(Washington, D.C.) – The American Clinical Laboratory Association (ACLA) today pointed to both beneficial and harmful provisions in the President’s FY 2015 budget: drastic funding cuts that would compromise the continued delivery of high quality clinical lab services to Medicare beneficiaries and a proposal that would preserve integrity in the lab services industry. ACLA urged congressional budget leaders to oppose provisions that would reduce reimbursement for clinical laboratory services for Medicare beneficiaries by an additional $7.9 billion over ten years, amounting to an overall 14% funding reduction. However, ACLA is praising a provision recommending the removal of anatomic pathology (AP) from the Medicare in-office ancillary services (IOAS) exception to the self-referral law.
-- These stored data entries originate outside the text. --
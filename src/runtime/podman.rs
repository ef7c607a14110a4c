use std::collections::{BTreeMap, HashMap};
use std::path::Path;

use async_trait::async_trait;
use serde::Deserialize;
use serde_json::Value;
use tracing::{debug, info};

use super::cli::{self, args};
use super::ports::{format_port, parse_port_output};
use super::{ContainerRecord, ContainerRuntime, ExecOutput, PortSpec, RunContainerOptions};
use crate::{Error, Result};

const PODMAN: &str = "podman";
pub const CONNECTION_ENV: &str = "K0DA_PODMAN_CONNECTION";

// Podman backend. Every operation shells out to the `podman` CLI, either
// through a named `--connection` or with `CONTAINER_HOST` pointing at the
// resolved socket.
pub struct PodmanRuntime {
    socket: String,
    identity: String,
    connection: String,
}

impl PodmanRuntime {
    pub async fn connect(socket: &str, identity: &str) -> Result<Self> {
        let connection = match std::env::var(CONNECTION_ENV) {
            Ok(name) if !name.trim().is_empty() => name.trim().to_string(),
            _ => list_connections()
                .await
                .ok()
                .and_then(|conns| preferred_connection(&conns).map(|c| c.name.clone()))
                .unwrap_or_default(),
        };

        let runtime = Self {
            socket: socket.to_string(),
            identity: identity.to_string(),
            connection,
        };

        let out = runtime
            .podman(args(["version", "--format", "{{.Version}}"]))
            .await?;
        if !out.success() || out.stdout.trim().is_empty() {
            return Err(Error::engine(
                PODMAN,
                format!("podman CLI not available or unreachable: {}", out.stdout.trim()),
            ));
        }

        info!(
            "Using podman {} via {}",
            out.stdout.trim(),
            if runtime.connection.is_empty() { &runtime.socket } else { &runtime.connection }
        );
        Ok(runtime)
    }

    fn env(&self) -> Vec<(String, String)> {
        let mut env = Vec::new();
        if self.connection.is_empty() && !self.socket.is_empty() {
            env.push(("CONTAINER_HOST".to_string(), self.socket.clone()));
            if self.socket.starts_with("ssh://")
                && !self.identity.trim().is_empty()
                && std::env::var_os("CONTAINER_SSHKEY").is_none()
            {
                env.push(("CONTAINER_SSHKEY".to_string(), self.identity.clone()));
            }
        }
        env
    }

    fn with_connection(&self, argv: Vec<String>) -> Vec<String> {
        if self.connection.trim().is_empty() {
            return argv;
        }
        let mut full = args(["--connection", self.connection.as_str()]);
        full.extend(argv);
        full
    }

    async fn podman(&self, argv: Vec<String>) -> Result<ExecOutput> {
        cli::run(PODMAN, &self.with_connection(argv), &self.env()).await
    }

    async fn podman_checked(&self, argv: Vec<String>, what: &str) -> Result<String> {
        cli::run_checked(PODMAN, &self.with_connection(argv), &self.env(), what).await
    }
}

#[async_trait]
impl ContainerRuntime for PodmanRuntime {
    fn name(&self) -> &str {
        PODMAN
    }

    async fn run_container(&self, opts: &RunContainerOptions) -> Result<String> {
        let argv = run_args(opts)?;
        info!("Starting container {} with image {}", opts.name, opts.image);
        let out = self.podman_checked(argv, "podman run").await?;
        Ok(out.trim().to_string())
    }

    async fn container_exists(&self, name: &str) -> Result<bool> {
        let out = self.podman(args(["inspect", "-t", "container", name])).await?;
        Ok(out.success())
    }

    async fn container_is_running(&self, name: &str) -> Result<bool> {
        let out = self
            .podman(args([
                "inspect",
                "-t",
                "container",
                name,
                "--format",
                "{{.State.Running}}",
            ]))
            .await?;
        Ok(out.success() && out.stdout.trim() == "true")
    }

    async fn stop_container(&self, name: &str) -> Result<()> {
        self.podman_checked(args(["stop", name]), "podman stop").await?;
        Ok(())
    }

    async fn remove_container(&self, name: &str) -> Result<()> {
        self.podman_checked(args(["rm", "-f", name]), "podman rm").await?;
        Ok(())
    }

    async fn exec_in_container(&self, name: &str, command: &[String]) -> Result<ExecOutput> {
        let mut argv = args(["exec", name]);
        argv.extend(command.iter().cloned());
        self.podman(argv).await
    }

    async fn get_port_mapping(
        &self,
        name: &str,
        container_port: u16,
        protocol: &str,
    ) -> Result<(String, u16)> {
        let key = PortSpec {
            protocol: protocol.to_string(),
            ..PortSpec::tcp(container_port)
        }
        .key();
        let out = self.podman(args(["port", name, key.as_str()])).await?;
        if !out.success() {
            debug!("podman port {} {}: {}", name, key, out.stdout.trim());
        }
        out.success()
            .then(|| parse_port_output(&out.stdout))
            .flatten()
            .filter(|(_, port)| *port != 0)
            .ok_or_else(|| Error::PortMappingNotFound {
                container: name.to_string(),
                port: container_port,
            })
    }

    async fn volume_exists(&self, name: &str) -> Result<bool> {
        let out = self.podman(args(["volume", "inspect", name])).await?;
        Ok(out.success())
    }

    async fn remove_volume(&self, name: &str) -> Result<()> {
        self.podman_checked(args(["volume", "rm", "-f", name]), "podman volume rm")
            .await?;
        Ok(())
    }

    async fn list_containers_by_label(
        &self,
        selector: &BTreeMap<String, String>,
        include_stopped: bool,
    ) -> Result<Vec<ContainerRecord>> {
        let mut argv = args(["ps", "--format", "json"]);
        if include_stopped {
            argv.push("-a".to_string());
        }
        for (k, v) in selector {
            argv.push("--filter".to_string());
            argv.push(format!("label={}={}", k, v));
        }
        let out = self.podman_checked(argv, "podman ps").await?;
        parse_ps_output(&out)
    }

    async fn copy_to_container(&self, name: &str, src: &Path, dst: &str) -> Result<()> {
        let argv = args([
            "cp".to_string(),
            src.to_string_lossy().into_owned(),
            format!("{}:{}", name, dst),
        ]);
        self.podman_checked(argv, "podman cp").await?;
        Ok(())
    }

    async fn save_image_to_tar(&self, image: &str, tar_path: &Path) -> Result<()> {
        let argv = args([
            "save".to_string(),
            "-o".to_string(),
            tar_path.to_string_lossy().into_owned(),
            image.to_string(),
        ]);
        self.podman_checked(argv, "podman save").await?;
        Ok(())
    }

    async fn ensure_network(&self, name: &str) -> Result<()> {
        if name.trim().is_empty() {
            return Ok(());
        }
        if self.podman(args(["network", "inspect", name])).await?.success() {
            debug!("Network {} already exists", name);
            return Ok(());
        }
        info!("Creating network {}", name);
        self.podman_checked(args(["network", "create", name]), "podman network create")
            .await?;
        Ok(())
    }
}

// Builds the `podman run` argument list for `opts`.
pub fn run_args(opts: &RunContainerOptions) -> Result<Vec<String>> {
    if opts.image.trim().is_empty() {
        return Err(Error::engine(PODMAN, "image is required"));
    }

    let mut argv = args(["run", "-d", "--restart", "unless-stopped"]);
    if !opts.name.trim().is_empty() {
        argv.extend(args(["--name", opts.name.as_str()]));
    }
    if !opts.hostname.trim().is_empty() {
        argv.extend(args(["--hostname", opts.hostname.as_str()]));
    }
    if opts.privileged {
        argv.push("--privileged".to_string());
    }
    for env in opts.env_strings() {
        argv.push("-e".to_string());
        argv.push(env);
    }
    for (k, v) in &opts.labels {
        argv.push("--label".to_string());
        argv.push(format!("{}={}", k, v));
    }
    for bind in opts.binds() {
        argv.push("-v".to_string());
        argv.push(bind);
    }
    for (path, options) in &opts.tmpfs {
        if path.trim().is_empty() {
            continue;
        }
        argv.push("--tmpfs".to_string());
        if options.trim().is_empty() {
            argv.push(path.clone());
        } else {
            argv.push(format!("{}:{}", path, options));
        }
    }
    for opt in &opts.security_opt {
        argv.extend(args(["--security-opt", opt.as_str()]));
    }
    if !opts.network.trim().is_empty() {
        argv.extend(args(["--network", opts.network.as_str()]));
    }
    for port in &opts.publish {
        argv.push("-p".to_string());
        if port.host_port == 0 {
            argv.push(port.key());
        } else if port.host_ip.trim().is_empty() {
            argv.push(format!("{}:{}", port.host_port, port.key()));
        } else {
            argv.push(format!("{}:{}:{}", port.host_ip, port.host_port, port.key()));
        }
    }
    argv.push(opts.image.clone());
    argv.extend(opts.args.iter().cloned());
    Ok(argv)
}

#[derive(Debug, Default, Deserialize)]
struct PsEntry {
    #[serde(default, rename = "Id", alias = "ID")]
    id: String,
    #[serde(default, rename = "Names")]
    names: Option<Value>,
    #[serde(default, rename = "Image")]
    image: String,
    #[serde(default, rename = "Status")]
    status: String,
    #[serde(default, rename = "Labels")]
    labels: Option<HashMap<String, String>>,
    #[serde(default, rename = "Ports")]
    ports: Option<Vec<PsPort>>,
    #[serde(default, rename = "Created")]
    created: Option<Value>,
}

#[derive(Debug, Default, Deserialize)]
struct PsPort {
    #[serde(default, alias = "HostIp", alias = "hostIP")]
    host_ip: String,
    #[serde(default, alias = "HostPort", alias = "hostPort")]
    host_port: u16,
    #[serde(default, alias = "ContainerPort", alias = "containerPort")]
    container_port: u16,
    #[serde(default, alias = "Protocol")]
    protocol: String,
}

// Parses `podman ps --format json`.
pub fn parse_ps_output(output: &str) -> Result<Vec<ContainerRecord>> {
    let output = output.trim();
    if output.is_empty() {
        return Ok(Vec::new());
    }
    let entries: Vec<PsEntry> = serde_json::from_str(output)?;
    Ok(entries
        .into_iter()
        .map(|e| {
            // Names is a list on current podman, a plain string on older ones.
            let name = match e.names {
                Some(Value::Array(names)) => names
                    .first()
                    .and_then(Value::as_str)
                    .unwrap_or_default()
                    .to_string(),
                Some(Value::String(name)) => name,
                _ => String::new(),
            };
            let ports = e
                .ports
                .unwrap_or_default()
                .iter()
                .map(|p| {
                    format_port(
                        &p.host_ip,
                        p.host_port,
                        p.container_port,
                        &p.protocol.to_ascii_lowercase(),
                    )
                })
                .collect::<Vec<_>>()
                .join(", ");
            ContainerRecord {
                id: e.id,
                name: name.trim().trim_start_matches('/').to_string(),
                image: e.image,
                status: e.status,
                ports,
                created: e.created.as_ref().and_then(Value::as_i64).unwrap_or(0),
                labels: e.labels.unwrap_or_default(),
            }
        })
        .collect())
}

// One entry of `podman system connection list --format json`.
#[derive(Debug, Clone, Default, Deserialize)]
pub struct PodmanConnection {
    #[serde(default, rename = "Name")]
    pub name: String,
    #[serde(default, rename = "URI")]
    pub uri: String,
    #[serde(default, rename = "Identity")]
    pub identity: String,
    #[serde(default, rename = "Default")]
    default: Option<Value>,
    #[serde(default, rename = "Active")]
    active: Option<Value>,
    #[serde(default, rename = "Current")]
    current: Option<Value>,
}

impl PodmanConnection {
    pub fn is_root(&self) -> bool {
        self.uri.to_ascii_lowercase().starts_with("ssh://root@")
            || self.name.to_ascii_lowercase().contains("root")
    }

    pub fn is_selected(&self) -> bool {
        [&self.default, &self.active, &self.current]
            .into_iter()
            .flatten()
            .any(|v| match v {
                Value::Bool(b) => *b,
                Value::String(s) => s.trim() == "*",
                _ => false,
            })
    }
}

pub fn parse_connections(output: &str) -> Result<Vec<PodmanConnection>> {
    let output = output.trim();
    if output.is_empty() {
        return Ok(Vec::new());
    }
    Ok(serde_json::from_str(output)?)
}

pub async fn list_connections() -> Result<Vec<PodmanConnection>> {
    let out = cli::run_checked(
        PODMAN,
        &args(["system", "connection", "list", "--format", "json"]),
        &[],
        "podman system connection list",
    )
    .await?;
    parse_connections(&out)
}

// Root entry first, then the selected one, then whatever comes first.
pub fn preferred_connection(conns: &[PodmanConnection]) -> Option<&PodmanConnection> {
    conns
        .iter()
        .find(|c| c.is_root())
        .or_else(|| conns.iter().find(|c| c.is_selected()))
        .or_else(|| conns.first())
        .filter(|c| !c.name.is_empty())
}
The proposed budget includes reductions, on top of cuts already scheduled under current law, and disregards that the Centers for Medicare & Medicaid Services is already moving forward to update all rates within the Clinical Laboratory Fee Schedule (CLFS) based on “technological changes”. Clinical laboratory testing represents less than 2 percent of all Medicare fee-for-service spending, yet it has been subjected to significant payment rate freezes and cuts over the last two decades—especially in the past three years. In addition to a two percent cut as a result of the FY 2013 short term Medicare Sustainable Growth Rate (SGR) patch (representing 15 percent of the offset to pay for the SGR deal), and another two percent through sequestration, the Affordable Care Act contains an annual 1.75% cut to the CLFS, that is scheduled to end in 2015. The President’s budget, however, would extend that cut each year beginning in 2016 and ending in 2023, compounding cuts upon cuts.
“Seventy percent of physician clinical decisions are based on laboratory results, many of which are critical to improving the quality of health care and lowering health care costs,” said Mertz. “The impact of these proposed cuts will not only reduce access to lab services but severely stymie innovation, including the advancement of molecular diagnostics, which have ushered in the era of personalized medicine and revolutionized the care and treatment of many chronic and life threatening diseases, including cancer.”
While ACLA strongly opposes the additional cuts to clinical laboratory services in the proposed budget, it does applaud the inclusion of a provision to close the IOAS loophole in the Stark law. A July 2013 GAO report found that self-referral for anatomic pathology services increases utilization and unnecessarily drives up Medicare spending. As a member of the Alliance for Integrity in Medicare (AIM) and supporter of the AIM recommendation to remove AP from the IOAS exception, ACLA noted that excluding AP, in addition to advanced diagnostic imaging, radiation therapy and physical therapy, would save an estimated $6 billion over 10 years according to the President’s budget.
“The exclusion of anatomic pathology in the IOAS exception is the right policy and one that will continue to foster integrity in the field of clinical laboratory services,” said Mertz. “Untargeted and broad cuts to clinical laboratories – which have no control over the volume of services ordered by physicians – should be rejected. This reform to restrict self-referral would safeguard patient safety and health care quality, as well as allow for better control of Medicare spending.”